Of all our contemporary mystery authors, no one keeps readers guessing quite like the multi-million-bestselling Lucy Foley. From the icy dread of The Hunting Party to the boiling-point midsummer tension of The Midnight Feast, she has made a name for herself as a modern master of the whodunnit – crafting tense, twisty stories full of secrets, shifting perspectives and atmospheric settings.

But when not writing her own page-turners, which murder mysteries does she reach for?

A Murder is Announced by Agatha Christie

“How to pick a favourite Christie? It’s impossible, really, and depends on what I happen to be in the mood for. But this is just so clever – from the wonderful elevator pitch [a forthcoming murder advertised in the local paper] to the superbly tight plotting.

“I’m also a little biased, as I’m currently writing a Miss Marple novel for the Christie estate – and this is the one I reach for time and again as my template of Christie’s genius.

“I love it, too, for its evocation of postwar Britain with all its social change and tension. Miss Marple is so good here, too (though when is she not?) – brilliantly perceptive, cunning and then almost frighteningly vengeful in her snaring of the killer. Sweet little spinster she is not.”

HarperCollins, £9.99

Death in the Air by Ram Murali

“This novel gives me everything I love about a Golden Age whodunnit, brought bang up to date: a gloriously escapist setting (a spa nestled in the foothills of the Himalayas), a cast of overprivileged characters we love to hate (think Bollywood wannabes and heiresses aplenty), and intrigue galore.
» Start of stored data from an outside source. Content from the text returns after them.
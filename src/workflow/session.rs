//! 会话状态
//!
//! 每个浏览器会话独立维护"是否已提交"，状态对象显式传入/传出表单流程

use std::collections::HashMap;
use std::fmt::Display;

use tokio::sync::Mutex;
use uuid::Uuid;

/// 单个会话的提交状态
///
/// `NotSubmitted -> Submitting -> {Submitted, Rejected}`，
/// `Rejected` 可以再次提交，`Submitted` 为终态
#[derive(Debug, Clone, Copy, PartialEq, Eq, Default)]
pub enum SessionState {
    #[default]
    NotSubmitted,
    Submitting,
    Submitted,
    Rejected,
}

/// 会话标识（保存在 cookie 中的 UUID）
#[derive(Debug, Clone, PartialEq, Eq, Hash)]
pub struct SessionId(String);

impl SessionId {
    /// 生成新的随机会话 ID
    pub fn generate() -> Self {
        Self(Uuid::new_v4().to_string())
    }

    /// 解析 cookie 中的值，格式不合法时返回 `None`
    pub fn parse(value: &str) -> Option<Self> {
        Uuid::parse_str(value.trim())
            .ok()
            .map(|id| Self(id.to_string()))
    }

    pub fn as_str(&self) -> &str {
        &self.0
    }
}

impl Display for SessionId {
    fn fmt(&self, f: &mut std::fmt::Formatter<'_>) -> std::fmt::Result {
        // 日志里只显示前 8 位
        write!(f, "{}", &self.0[..8.min(self.0.len())])
    }
}

/// 会话登记表
///
/// 只保存 `Submitting` 和 `Submitted` 的会话；锁不会跨越外部调用持有
#[derive(Debug, Default)]
pub struct SessionRegistry {
    sessions: Mutex<HashMap<SessionId, SessionState>>,
}

impl SessionRegistry {
    pub fn new() -> Self {
        Self::default()
    }

    /// 当前状态
    pub async fn state(&self, id: &SessionId) -> SessionState {
        self.sessions
            .lock()
            .await
            .get(id)
            .copied()
            .unwrap_or_default()
    }

    /// 开始一次提交
    ///
    /// 会话空闲时切换为 `Submitting` 并返回之前的状态；
    /// 已提交或正在提交时返回 `Err(当前状态)`，不做任何修改
    pub async fn begin(&self, id: &SessionId) -> Result<SessionState, SessionState> {
        let mut sessions = self.sessions.lock().await;
        let current = sessions.get(id).copied().unwrap_or_default();
        match current {
            SessionState::Submitted | SessionState::Submitting => Err(current),
            SessionState::NotSubmitted | SessionState::Rejected => {
                sessions.insert(id.clone(), SessionState::Submitting);
                Ok(current)
            }
        }
    }

    /// 结束一次提交，保存流程返回的新状态
    pub async fn finish(&self, id: &SessionId, state: SessionState) {
        let mut sessions = self.sessions.lock().await;
        match state {
            // 与初始状态等价，不必保留
            SessionState::NotSubmitted | SessionState::Rejected => {
                sessions.remove(id);
            }
            SessionState::Submitting | SessionState::Submitted => {
                sessions.insert(id.clone(), state);
            }
        }
    }

    /// 登记的会话数量
    pub async fn len(&self) -> usize {
        self.sessions.lock().await.len()
    }

    pub async fn is_empty(&self) -> bool {
        self.len().await == 0
    }
}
“The world of the book is so richly and fascinatingly evoked that I wanted to luxuriate in it, even as things started to go very wrong indeed. It’s the perfect, escapist summer read with a sting in the tail.”

Atlantic, £9.99

Tokyo Express by Seicho Matsumoto

“This is almost a distillation of the whodunnit-as-puzzle in its fiendish plotting. The story centres on the so-called love suicide of a young couple, about which, it quickly becomes clear, there is more than meets the eye.
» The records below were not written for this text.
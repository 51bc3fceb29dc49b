pub mod render;
pub mod routes;

use std::sync::Arc;

use axum::{routing::get, Router};
use tower_http::trace::TraceLayer;

use crate::services::notifier::Mailer;
use crate::services::submission_store::SheetBackend;
pub use routes::{AppState, SESSION_COOKIE};

/// 构建路由
pub fn router<B, M>(state: Arc<AppState<B, M>>) -> Router
where
    B: SheetBackend + 'static,
    M: Mailer + 'static,
{
    Router::new()
        .route(
            "/",
            get(routes::show_form::<B, M>).post(routes::submit_form::<B, M>),
        )
        .route("/health", get(routes::health))
        .layer(TraceLayer::new_for_http())
        .with_state(state)
}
“It’s a wonderful time-capsule portrait of Japan in the late 50s, as the detective Kiichi Mihara travels the length and breadth of the country in his efforts to uncover the truth.
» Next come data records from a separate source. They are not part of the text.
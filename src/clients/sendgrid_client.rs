//! SendGrid 邮件 API 客户端
//!
//! 封装 v3 `mail/send` 调用，作为确认邮件的发送渠道

use reqwest::Url;
use serde_json::{json, Value};
use tracing::debug;

use crate::clients::sheets_client::join;
use crate::config::{Config, Secret};
use crate::error::{notify_error, AppError, ConfigError, NotifyError};
use crate::services::notifier::{EmailMessage, Mailer};

/// SendGrid 客户端
pub struct SendGridClient {
    http: reqwest::Client,
    endpoint: Url,
    api_key: Secret,
}

impl SendGridClient {
    /// 创建新的 SendGrid 客户端
    pub fn new(config: &Config) -> Result<Self, AppError> {
        let api_key = config.sendgrid_api_key.clone().ok_or(ConfigError::Missing {
            name: "SENDGRID_API_KEY",
        })?;
        let base = Url::parse(&config.sendgrid_api_base_url).map_err(|_| {
            ConfigError::InvalidValue {
                name: "sendgrid_api_base_url",
                value: config.sendgrid_api_base_url.clone(),
                expected: "URL",
            }
        })?;
        let http = reqwest::Client::builder()
            .timeout(config.request_timeout())
            .build()
            .map_err(AppError::HttpClient)?;

        Ok(Self {
            http,
            endpoint: join(&base, &["v3", "mail", "send"]),
            api_key,
        })
    }

    /// 构建请求体
    pub fn payload(message: &EmailMessage) -> Value {
        json!({
            "personalizations": [{ "to": [{ "email": message.to }] }],
            "from": { "email": message.from },
            "subject": message.subject,
            "content": [{ "type": "text/html", "value": message.html_body }]
        })
    }
}

impl Mailer for SendGridClient {
    async fn send(&self, message: &EmailMessage) -> Result<(), NotifyError> {
        debug!("调用 SendGrid API: {}", self.endpoint);

        let response = self
            .http
            .post(self.endpoint.clone())
            .bearer_auth(self.api_key.expose())
            .json(&Self::payload(message))
            .send()
            .await
            .map_err(notify_error)?;

        let status = response.status();
        if !status.is_success() {
            let body = response.text().await.unwrap_or_default();
            return Err(NotifyError::Rejected {
                status: status.as_u16(),
                body,
            });
        }

        Ok(())
    }
}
“There’s also a nice noirish and at times Hitchcockian sensibility. It more than honours the contract set down between writer and reader in a classic whodunnit in terms of the laying of clues, red herrings and reversals, but at the same time manages to probe human psychology and explore Japanese postwar malaise.”

Penguin Classics, £9.99

Close to Death by Anthony Horowitz

“I could have chosen any of the books in the Hawthorne series and they can be read in any order, but I loved this – the latest – for its depiction of badly behaved (and very nosy) neighbours.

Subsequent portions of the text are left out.